● **Task**
Find every line of the data below that has "does" in it. Reply with the number only.

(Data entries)
========
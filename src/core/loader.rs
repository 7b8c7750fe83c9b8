// SPDX-License-Identifier: Apache-2.0
// Copyright 2025 rogem contributors
//
// Licensed under the Apache License, Version 2.0 (the "License");
// you may not use this file except in compliance with the License.
// You may obtain a copy of the License at
//
//     http://www.apache.org/licenses/LICENSE-2.0
//
// Unless required by applicable law or agreed to in writing, software
// distributed under the License is distributed on an "AS IS" BASIS,
// WITHOUT WARRANTIES OR CONDITIONS OF ANY KIND, either express or implied.
// See the License for the specific language governing permissions and
// limitations under the License.

//! PSX-EXE sidecar executable loader
//!
//! The 2 KiB header carries the entry PC, initial GP, RAM destination,
//! body length and the stack base/offset; the body follows at offset
//! 0x800 and is copied verbatim into RAM.

use crate::core::error::{EmulatorError, Result};
use std::fs;
use std::path::Path;

/// Header magic at offset 0
const MAGIC: &[u8; 8] = b"PS-X EXE";

/// Size of the header block preceding the body
const HEADER_SIZE: usize = 0x800;

/// A parsed PSX-EXE image
pub struct PsxExe {
    /// Entry point PC
    pub initial_pc: u32,
    /// Initial global pointer (GP/R28)
    pub initial_gp: u32,
    /// RAM address the body is copied to
    pub ram_destination: u32,
    /// Initial stack base (SP/FP); 0 means "leave the BIOS default"
    pub initial_sp_base: u32,
    /// Offset added to the stack base
    pub initial_sp_offset: u32,
    /// Executable body
    pub body: Vec<u8>,
}

impl PsxExe {
    /// Parse a PSX-EXE image from bytes
    ///
    /// # Errors
    ///
    /// [`EmulatorError::LoaderError`] when the magic is wrong, the
    /// header is truncated, or the body length runs past the file.
    pub fn parse(data: &[u8]) -> Result<Self> {
        if data.len() < HEADER_SIZE {
            return Err(EmulatorError::LoaderError(format!(
                "file too small for a PSX-EXE header ({} bytes)",
                data.len()
            )));
        }
        if &data[0..8] != MAGIC {
            return Err(EmulatorError::LoaderError(
                "missing PS-X EXE magic".to_string(),
            ));
        }

        let word = |offset: usize| {
            u32::from_le_bytes([
                data[offset],
                data[offset + 1],
                data[offset + 2],
                data[offset + 3],
            ])
        };

        let initial_pc = word(0x10);
        let initial_gp = word(0x14);
        let ram_destination = word(0x18);
        let body_len = word(0x1C) as usize;
        let initial_sp_base = word(0x30);
        let initial_sp_offset = word(0x34);

        if HEADER_SIZE + body_len > data.len() {
            return Err(EmulatorError::LoaderError(format!(
                "body length {} exceeds file size {}",
                body_len,
                data.len()
            )));
        }

        Ok(Self {
            initial_pc,
            initial_gp,
            ram_destination,
            initial_sp_base,
            initial_sp_offset,
            body: data[HEADER_SIZE..HEADER_SIZE + body_len].to_vec(),
        })
    }

    /// Load a PSX-EXE from a file
    pub fn load<P: AsRef<Path>>(path: P) -> Result<Self> {
        let data = fs::read(path.as_ref()).map_err(|e| {
            EmulatorError::LoaderError(format!(
                "cannot read {}: {}",
                path.as_ref().display(),
                e
            ))
        })?;
        Self::parse(&data)
    }

    /// Initial SP/FP value, or None to keep the BIOS default
    pub fn stack_pointer(&self) -> Option<u32> {
        if self.initial_sp_base == 0 {
            None
        } else {
            Some(self.initial_sp_base.wrapping_add(self.initial_sp_offset))
        }
    }
}
// SPDX-License-Identifier: Apache-2.0
// Copyright 2025 rogem contributors
//
// Licensed under the Apache License, Version 2.0 (the "License");
// you may not use this file except in compliance with the License.
// You may obtain a copy of the License at
//
//     http://www.apache.org/licenses/LICENSE-2.0
//
// Unless required by applicable law or agreed to in writing, software
// distributed under the License is distributed on an "AS IS" BASIS,
// WITHOUT WARRANTIES OR CONDITIONS OF ANY KIND, either express or implied.
// See the License for the specific language governing permissions and
// limitations under the License.

//! CPU integration tests: pipeline behavior, exceptions and the
//! documented arithmetic edge cases

use super::cop0::COP0;
use super::CPU;
use crate::core::interrupt::{interrupts, InterruptController};
use crate::core::memory::Bus;
use std::cell::RefCell;
use std::rc::Rc;

/// Program origin in RAM (KSEG0)
const ORIGIN: u32 = 0x8000_1000;

/// Load a program at the origin and point the CPU at it
fn setup(program: &[u32]) -> (CPU, Bus) {
    let mut bus = Bus::new();
    for (i, word) in program.iter().enumerate() {
        bus.write32(ORIGIN + (i as u32) * 4, *word).unwrap();
    }
    let mut cpu = CPU::new();
    cpu.set_pc(ORIGIN);
    (cpu, bus)
}

#[test]
fn test_lui_ori_builds_constant() {
    // lui r8, 0xCAFE / ori r8, r8, 0xBABE
    let (mut cpu, mut bus) = setup(&[0x3C08CAFE, 0x3508BABE]);

    cpu.step(&mut bus).unwrap();
    cpu.step(&mut bus).unwrap();

    assert_eq!(cpu.reg(8), 0xCAFEBABE);
}

#[test]
fn test_load_delay_visibility() {
    // lw r9, 0(r8) / ori r10, r9, 0
    let (mut cpu, mut bus) = setup(&[0x8D090000, 0x352A0000]);
    bus.write32(0x1000, 0xDEADBEEF).unwrap();
    cpu.set_reg(8, 0x1000);
    cpu.set_reg(9, 0x11111111);

    // Immediately after the load, the old value is still visible
    cpu.step(&mut bus).unwrap();
    assert_eq!(cpu.reg(9), 0x11111111);

    // The next instruction reads the stale value; afterwards the load
    // has committed
    cpu.step(&mut bus).unwrap();
    assert_eq!(cpu.reg(9), 0xDEADBEEF);
    assert_eq!(cpu.reg(10), 0x11111111);
}

#[test]
fn test_load_delay_cancelled_by_overlapping_load() {
    // Two back-to-back loads into r9: the earlier pending value is
    // superseded, never architecturally visible
    let (mut cpu, mut bus) = setup(&[0x8D090000, 0x8D090004, 0x00000000]);
    bus.write32(0x1000, 0x11110000).unwrap();
    bus.write32(0x1004, 0x22220000).unwrap();
    cpu.set_reg(8, 0x1000);

    cpu.step(&mut bus).unwrap();
    cpu.step(&mut bus).unwrap();
    cpu.step(&mut bus).unwrap();
    assert_eq!(cpu.reg(9), 0x22220000);
}

#[test]
fn test_branch_delay_slot_executes() {
    // beq r0, r0, +0x20 / ori r9, r0, 0x1234
    let (mut cpu, mut bus) = setup(&[0x10000020, 0x34091234]);

    cpu.step(&mut bus).unwrap();
    cpu.step(&mut bus).unwrap();

    assert_eq!(cpu.pc(), ORIGIN + 4 + (0x20 << 2));
    assert_eq!(cpu.reg(9), 0x1234);
}

#[test]
fn test_branch_not_taken_falls_through() {
    // bne r0, r0, +0x20 / nop
    let (mut cpu, mut bus) = setup(&[0x14000020, 0x00000000]);

    cpu.step(&mut bus).unwrap();
    cpu.step(&mut bus).unwrap();
    assert_eq!(cpu.pc(), ORIGIN + 8);
}

#[test]
fn test_jal_links_past_delay_slot() {
    // jal 0x80002000 / nop
    let target = 0x8000_2000u32;
    let encoded = 0x0C00_0000 | ((target & 0x0FFF_FFFF) >> 2);
    let (mut cpu, mut bus) = setup(&[encoded, 0x00000000]);

    cpu.step(&mut bus).unwrap();
    cpu.step(&mut bus).unwrap();

    assert_eq!(cpu.pc(), target);
    assert_eq!(cpu.reg(31), ORIGIN + 8);
}

#[test]
fn test_syscall_exception_state() {
    let (mut cpu, mut bus) = setup(&[0x0000000C]);
    cpu.set_cop0_reg(COP0::SR as u8, 0x0000000A);

    cpu.step(&mut bus).unwrap();

    assert_eq!(cpu.pc(), 0x80000080);
    assert_eq!(cpu.cop0_reg(COP0::EPC as u8), ORIGIN);

    let cause = cpu.cop0_reg(COP0::CAUSE as u8);
    assert_eq!((cause >> 2) & 0x1F, 8, "ExcCode = Syscall");
    assert_eq!(cause >> 31, 0, "not in a delay slot");

    // the 6-bit mode stack pushed two positions left
    assert_eq!(cpu.cop0_reg(COP0::SR as u8) & 0x3F, 0x28);
}

#[test]
fn test_break_uses_dedicated_vector() {
    let (mut cpu, mut bus) = setup(&[0x0000000D]);
    cpu.step(&mut bus).unwrap();

    assert_eq!(cpu.pc(), 0x80000040);
    let cause = cpu.cop0_reg(COP0::CAUSE as u8);
    assert_eq!((cause >> 2) & 0x1F, 9);
}

#[test]
fn test_rfe_pops_mode_stack() {
    // rfe
    let (mut cpu, mut bus) = setup(&[0x42000010]);
    cpu.set_cop0_reg(COP0::SR as u8, 0x2C); // 0b101100

    cpu.step(&mut bus).unwrap();

    // SR[3:0] = old SR[5:2], SR[5:4] unchanged
    assert_eq!(cpu.cop0_reg(COP0::SR as u8) & 0x3F, 0x2B);
}

#[test]
fn test_addi_overflow_leaves_destination() {
    // addi r2, r1, 1
    let (mut cpu, mut bus) = setup(&[0x20220001]);
    cpu.set_reg(1, i32::MAX as u32);
    cpu.set_reg(2, 0x55555555);

    cpu.step(&mut bus).unwrap();

    assert_eq!(cpu.reg(2), 0x55555555, "destination unmodified");
    assert_eq!(cpu.pc(), 0x80000080);
    assert_eq!((cpu.cop0_reg(COP0::CAUSE as u8) >> 2) & 0x1F, 12);
}

#[test]
fn test_addiu_wraps_silently() {
    // addiu r2, r1, 1
    let (mut cpu, mut bus) = setup(&[0x24220001]);
    cpu.set_reg(1, i32::MAX as u32);

    cpu.step(&mut bus).unwrap();

    assert_eq!(cpu.reg(2), i32::MIN as u32);
    assert_eq!(cpu.pc(), ORIGIN + 4, "no exception");
}

#[test]
fn test_div_int_min_by_minus_one() {
    // div r1, r2
    let (mut cpu, mut bus) = setup(&[0x0022001A]);
    cpu.set_reg(1, i32::MIN as u32);
    cpu.set_reg(2, (-1i32) as u32);

    cpu.step(&mut bus).unwrap();

    assert_eq!(cpu.lo(), i32::MIN as u32);
    assert_eq!(cpu.hi(), 0);
    assert_eq!(cpu.pc(), ORIGIN + 4, "no trap");
}

#[test]
fn test_div_by_zero_results() {
    // positive dividend: LO = -1, HI = dividend
    let (mut cpu, mut bus) = setup(&[0x0022001A]);
    cpu.set_reg(1, 1000);
    cpu.set_reg(2, 0);
    cpu.step(&mut bus).unwrap();
    assert_eq!(cpu.lo(), 0xFFFF_FFFF);
    assert_eq!(cpu.hi(), 1000);

    // negative dividend: LO = 1, HI = dividend
    let (mut cpu, mut bus) = setup(&[0x0022001A]);
    cpu.set_reg(1, (-1000i32) as u32);
    cpu.set_reg(2, 0);
    cpu.step(&mut bus).unwrap();
    assert_eq!(cpu.lo(), 1);
    assert_eq!(cpu.hi(), (-1000i32) as u32);
}

#[test]
fn test_divu_by_zero_results() {
    // divu r1, r2
    let (mut cpu, mut bus) = setup(&[0x0022001B]);
    cpu.set_reg(1, 1234);
    cpu.set_reg(2, 0);

    cpu.step(&mut bus).unwrap();

    assert_eq!(cpu.lo(), 0xFFFF_FFFF);
    assert_eq!(cpu.hi(), 1234);
}

#[test]
fn test_mult_produces_hi_lo() {
    // mult r1, r2
    let (mut cpu, mut bus) = setup(&[0x00220018]);
    cpu.set_reg(1, 0x10000);
    cpu.set_reg(2, 0x10000);

    cpu.step(&mut bus).unwrap();

    assert_eq!(cpu.hi(), 1);
    assert_eq!(cpu.lo(), 0);
}

#[test]
fn test_variable_shift_masks_to_five_bits() {
    // sllv r3, r2, r1 with a shift amount of 35
    let (mut cpu, mut bus) = setup(&[0x00221804]);
    cpu.set_reg(1, 35);
    cpu.set_reg(2, 1);

    cpu.step(&mut bus).unwrap();

    // 35 & 0x1F == 3
    assert_eq!(cpu.reg(3), 1 << 3);
}

#[test]
fn test_gpr0_reads_zero_after_writes() {
    // lui r0, 0xFFFF / addiu r0, r0, 0x100
    let (mut cpu, mut bus) = setup(&[0x3C00FFFF, 0x24000100]);

    cpu.step(&mut bus).unwrap();
    cpu.step(&mut bus).unwrap();

    assert_eq!(cpu.reg(0), 0);

    cpu.set_reg(0, 0xDEADBEEF);
    assert_eq!(cpu.reg(0), 0);
}

#[test]
fn test_lwl_lwr_pair_merges_through_pipeline() {
    // Unaligned word at 0x1001, little-endian: the classic pair is
    //   lwl r9, 4(r8) ; lwr r9, 1(r8)
    let (mut cpu, mut bus) = setup(&[0x89090004, 0x99090001, 0x00000000]);
    bus.write32(0x1000, 0x44332211).unwrap();
    bus.write32(0x1004, 0x88776655).unwrap();
    cpu.set_reg(8, 0x1000);

    cpu.step(&mut bus).unwrap();
    cpu.step(&mut bus).unwrap();
    cpu.step(&mut bus).unwrap();

    // bytes 0x1001-0x1004
    assert_eq!(cpu.reg(9), 0x55443322);
}

#[test]
fn test_unaligned_load_raises_address_error() {
    // lw r9, 1(r8)
    let (mut cpu, mut bus) = setup(&[0x8D090001]);
    cpu.set_reg(8, 0x1000);

    cpu.step(&mut bus).unwrap();

    assert_eq!(cpu.pc(), 0x80000080);
    assert_eq!((cpu.cop0_reg(COP0::CAUSE as u8) >> 2) & 0x1F, 4);
    assert_eq!(cpu.cop0_reg(COP0::BADV as u8), 0x1001);
}

#[test]
fn test_unaligned_store_raises_address_error() {
    // sw r9, 2(r8)
    let (mut cpu, mut bus) = setup(&[0xAD090002]);
    cpu.set_reg(8, 0x1000);

    cpu.step(&mut bus).unwrap();

    assert_eq!(cpu.pc(), 0x80000080);
    assert_eq!((cpu.cop0_reg(COP0::CAUSE as u8) >> 2) & 0x1F, 5);
    assert_eq!(cpu.cop0_reg(COP0::BADV as u8), 0x1002);
}

#[test]
fn test_jr_unaligned_target_faults_after_delay_slot() {
    // jr r8 / ori r9, r0, 0x42
    let (mut cpu, mut bus) = setup(&[0x01000008, 0x34090042]);
    cpu.set_reg(8, 0x8000_2001);

    // the jump itself does not fault
    cpu.step(&mut bus).unwrap();
    assert_eq!(cpu.pc(), ORIGIN + 4);

    // the delay slot executes, then the fetch faults
    cpu.step(&mut bus).unwrap();
    assert_eq!(cpu.reg(9), 0x42, "delay slot still executed");
    assert_eq!(cpu.pc(), 0x80000080);
    assert_eq!((cpu.cop0_reg(COP0::CAUSE as u8) >> 2) & 0x1F, 4);
    // BadVaddr records the branch's own PC
    assert_eq!(cpu.cop0_reg(COP0::BADV as u8), ORIGIN);
}

#[test]
fn test_cache_isolation_swallows_stores() {
    // sw r9, 0(r8) with SR.IsC set
    let (mut cpu, mut bus) = setup(&[0xAD090000]);
    bus.write32(0x2000, 0x12345678).unwrap();
    cpu.set_reg(8, 0x2000);
    cpu.set_reg(9, 0xAAAAAAAA);
    let sr = cpu.cop0_reg(COP0::SR as u8);
    cpu.set_cop0_reg(COP0::SR as u8, sr | (1 << 16));

    cpu.step(&mut bus).unwrap();

    assert_eq!(bus.read32(0x2000).unwrap(), 0x12345678, "store dropped");
}

#[test]
fn test_interrupt_dispatch() {
    let (mut cpu, mut bus) = setup(&[0x34090042, 0x00000000]);

    let ic = Rc::new(RefCell::new(InterruptController::new()));
    ic.borrow_mut().write_mask(interrupts::VBLANK as u32);
    ic.borrow_mut().request(interrupts::VBLANK);
    bus.set_interrupt_controller(ic);

    // IEc + IM2
    cpu.set_cop0_reg(COP0::SR as u8, 0x0000_0401);

    cpu.step(&mut bus).unwrap();

    // the instruction did not execute; it re-runs after the handler
    assert_eq!(cpu.reg(9), 0);
    assert_eq!(cpu.pc(), 0x80000080);
    assert_eq!(cpu.cop0_reg(COP0::EPC as u8), ORIGIN);

    let cause = cpu.cop0_reg(COP0::CAUSE as u8);
    assert_eq!((cause >> 2) & 0x1F, 0, "ExcCode = Interrupt");
    assert_ne!(cause & (1 << 10), 0, "IP2 mirrored");
}

#[test]
fn test_interrupt_masked_by_sr() {
    let (mut cpu, mut bus) = setup(&[0x34090042]);

    let ic = Rc::new(RefCell::new(InterruptController::new()));
    ic.borrow_mut().write_mask(interrupts::VBLANK as u32);
    ic.borrow_mut().request(interrupts::VBLANK);
    bus.set_interrupt_controller(ic);

    // interrupts globally disabled
    cpu.set_cop0_reg(COP0::SR as u8, 0x0000_0400);

    cpu.step(&mut bus).unwrap();
    assert_eq!(cpu.reg(9), 0x42, "instruction executed normally");
    assert_eq!(cpu.pc(), ORIGIN + 4);
}

#[test]
fn test_mfc0_goes_through_load_delay() {
    // mfc0 r9, EPC / ori r10, r9, 0
    let (mut cpu, mut bus) = setup(&[0x40097000, 0x352A0000, 0x00000000]);
    cpu.set_cop0_reg(COP0::EPC as u8, 0x1234);
    cpu.set_reg(9, 0x5555);

    cpu.step(&mut bus).unwrap();
    assert_eq!(cpu.reg(9), 0x5555, "not visible yet");

    cpu.step(&mut bus).unwrap();
    assert_eq!(cpu.reg(9), 0x1234);
    assert_eq!(cpu.reg(10), 0x5555);
}

#[test]
fn test_store_load_round_trip_through_bus() {
    // sw r9, 0(r8) / lw r10, 0(r8) / nop
    let (mut cpu, mut bus) = setup(&[0xAD090000, 0x8D0A0000, 0x00000000]);
    cpu.set_reg(8, 0x3000);
    cpu.set_reg(9, 0xFEEDFACE);

    cpu.step(&mut bus).unwrap();
    cpu.step(&mut bus).unwrap();
    cpu.step(&mut bus).unwrap();

    assert_eq!(cpu.reg(10), 0xFEEDFACE);
}

#[test]
fn test_bcondz_variants() {
    // bltz r1, +4
    let (mut cpu, mut bus) = setup(&[0x04200004, 0x00000000]);
    cpu.set_reg(1, (-5i32) as u32);
    cpu.step(&mut bus).unwrap();
    cpu.step(&mut bus).unwrap();
    assert_eq!(cpu.pc(), ORIGIN + 4 + (4 << 2));

    // bgezal r1, +4 with r1 >= 0 links r31
    let (mut cpu, mut bus) = setup(&[0x04310004, 0x00000000]);
    cpu.set_reg(1, 7);
    cpu.step(&mut bus).unwrap();
    assert_eq!(cpu.reg(31), ORIGIN + 8);
    cpu.step(&mut bus).unwrap();
    assert_eq!(cpu.pc(), ORIGIN + 4 + (4 << 2));
}

#[test]
fn test_reserved_instruction_exception() {
    // opcode 0x3F does not exist
    let (mut cpu, mut bus) = setup(&[0xFC000000]);
    cpu.step(&mut bus).unwrap();

    assert_eq!(cpu.pc(), 0x80000080);
    assert_eq!((cpu.cop0_reg(COP0::CAUSE as u8) >> 2) & 0x1F, 10);
}

#[test]
fn test_exception_in_delay_slot_reports_branch() {
    // beq r0, r0, +0x10 / syscall
    let (mut cpu, mut bus) = setup(&[0x10000010, 0x0000000C]);

    cpu.step(&mut bus).unwrap();
    cpu.step(&mut bus).unwrap();

    let cause = cpu.cop0_reg(COP0::CAUSE as u8);
    assert_eq!(cause >> 31, 1, "BD flag set");
    // EPC points at the branch, not the delay slot
    assert_eq!(cpu.cop0_reg(COP0::EPC as u8), ORIGIN);
    assert_eq!(cpu.pc(), 0x80000080);
}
========
● **Solved problem**
2